Nell’ordinamento giuridico italiano manca un esplicito riferimento alla condizione femminile nell’ambito della sperimentazione clinica. Nel decreto legislativo del 24 giugno 2003 n. 211, attuazione della direttiva 2001/20/CE relativa all’applicazione della buona pratica clinica nell’esecuzione delle sperimentazioni cliniche di medicinali per uso clinico, all’art. 1 comma 2 si parla di tutela dei soggetti della sperimentazione, con particolare riferimento agli adulti incapaci di dare il proprio consenso informato e ai minori, ma nessun riferimento esplicito alle donne. La nuova normativa sui Requisiti minimi per l’istituzione, l’organizzazione e il funzionamento dei Comitati etici per le sperimentazioni cliniche dei medicinali (decreto ministeriale 12 maggio 2006) non specifica che vi debba essere una rappresentanza equilibrata di entrambi i sessi.
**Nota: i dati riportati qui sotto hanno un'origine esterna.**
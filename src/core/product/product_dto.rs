//! Request shapes an inbound layer hands to the catalog service.

use super::product_entity::Product;
use rust_decimal::Decimal;
use serde::{Deserialize, Serialize};

/// A product to create.
#[derive(Clone, Debug, PartialEq, Eq, Serialize, Deserialize)]
#[serde(rename_all = "camelCase")]
pub struct NewProduct {
    /// The product's name.
    pub name: String,
    /// The product's description. Blank descriptions get a placeholder.
    #[serde(default)]
    pub description: String,
    /// The unit price.
    pub price: Decimal,
    /// Units in stock.
    pub stock: i32,
}

/// A full replacement of an existing product.
#[derive(Clone, Debug, PartialEq, Eq, Serialize, Deserialize)]
#[serde(rename_all = "camelCase")]
pub struct ProductUpdate {
    /// The product to replace.
    pub id: i32,
    /// The product's name.
    pub name: String,
    /// The product's description.
    #[serde(default)]
    pub description: String,
    /// The unit price.
    pub price: Decimal,
    /// Units in stock.
    pub stock: i32,
    /// Whether the product is listed.
    pub active: bool,
}

/// A change in stock for one product.
#[derive(Clone, Copy, Debug, PartialEq, Eq, Serialize, Deserialize)]
#[serde(rename_all = "camelCase")]
pub struct StockAdjustment {
    /// The product to adjust.
    pub product_id: i32,
    /// Units to add, or remove when negative.
    pub delta: i32,
}

impl From<NewProduct> for Product {
    fn from(new: NewProduct) -> Self {
        Product::new(new.name, new.description, new.price, new.stock)
    }
}

impl From<ProductUpdate> for Product {
    fn from(update: ProductUpdate) -> Self {
        let mut product =
            Product::new(update.name, update.description, update.price, update.stock)
                .with_id(update.id);
        if !update.active {
            product.deactivate();
        }
        product
    }
}

#[cfg(test)]
mod tests {
    use super::*;

    #[test]
    fn new_product_accepts_numeric_price_and_missing_description() {
        let new: NewProduct =
            serde_json::from_str(r#"{ "name": "Widget", "price": 10.5, "stock": 5 }"#).unwrap();
        assert_eq!("", new.description);
        assert_eq!(Decimal::new(105, 1), new.price);

        let product = Product::from(new);
        assert_eq!(0, product.id());
        assert!(product.is_active());
    }

    #[test]
    fn update_carries_id_and_active_flag() {
        let update: ProductUpdate = serde_json::from_str(
            r#"{ "id": 3, "name": "Widget", "description": "x", "price": "2.00", "stock": 1, "active": false }"#,
        )
        .unwrap();
        let product = Product::from(update);
        assert_eq!(3, product.id());
        assert!(!product.is_active());
    }

    #[test]
    fn stock_adjustment_uses_camel_case() {
        let adjustment: StockAdjustment =
            serde_json::from_str(r#"{ "productId": 7, "delta": -2 }"#).unwrap();
        assert_eq!(
            StockAdjustment {
                product_id: 7,
                delta: -2
            },
            adjustment
        );

        let json = serde_json::to_value(adjustment).unwrap();
        assert_eq!(7, json["productId"]);
        assert_eq!(-2, json["delta"]);
        assert_eq!(adjustment, serde_json::from_value(json).unwrap());
    }
}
In Italia, secondo i dati dell'AIFA (Agenzia Italiana del Farmaco), la popolazione femminile è pochissimo rappresentata nelle sperimentazioni dei farmaci di Fase I e II, e quasi del tutto esclusa da quelle di Fase IV, cioè le analisi condotte sui pazienti dopo che il farmaco è stato messo in commercio. Tuttavia qualcosa si sta muovendo anche in Italia: dopo l'insediamento nel 2007 presso il Ministero della Salute della 'Commissione Salute delle Donne', nel 2008 l'Istituto Superiore di Sanità ha dato avvio a un progetto strategico incentrato sull'impatto delle terapie a seconda del genere, al fine di arrivare a cure più appropriate e ottenere risparmi per il Servizio Sanitario Nazionale. Nel 2010 poi, nel "Primo rapporto sui lavori della Commissione Salute delle Donne" è stata fatta una fotografia generale sulla salute delle donne cercando di diffondere principi fondamentali, quali la necessità di valutare sempre le differenze di genere negli studi scientifici anche mediante l'utilizzo di modelli di malattia adeguatamente trasferibili in prospettive di genere, modelli sperimentali appropriati per esperimenti in vitro ed in vivo (ad esempio il tipo/sesso degli animali o delle cellule scelte), l'arruolamento delle donne negli studi clinici in particolare per studio dei farmaci in fase clinica I e II. Tali iniziative governative sembrano finalmente manifestare una maggiore attenzione e considerazione della specificità di genere nella sperimentazione farmacologica.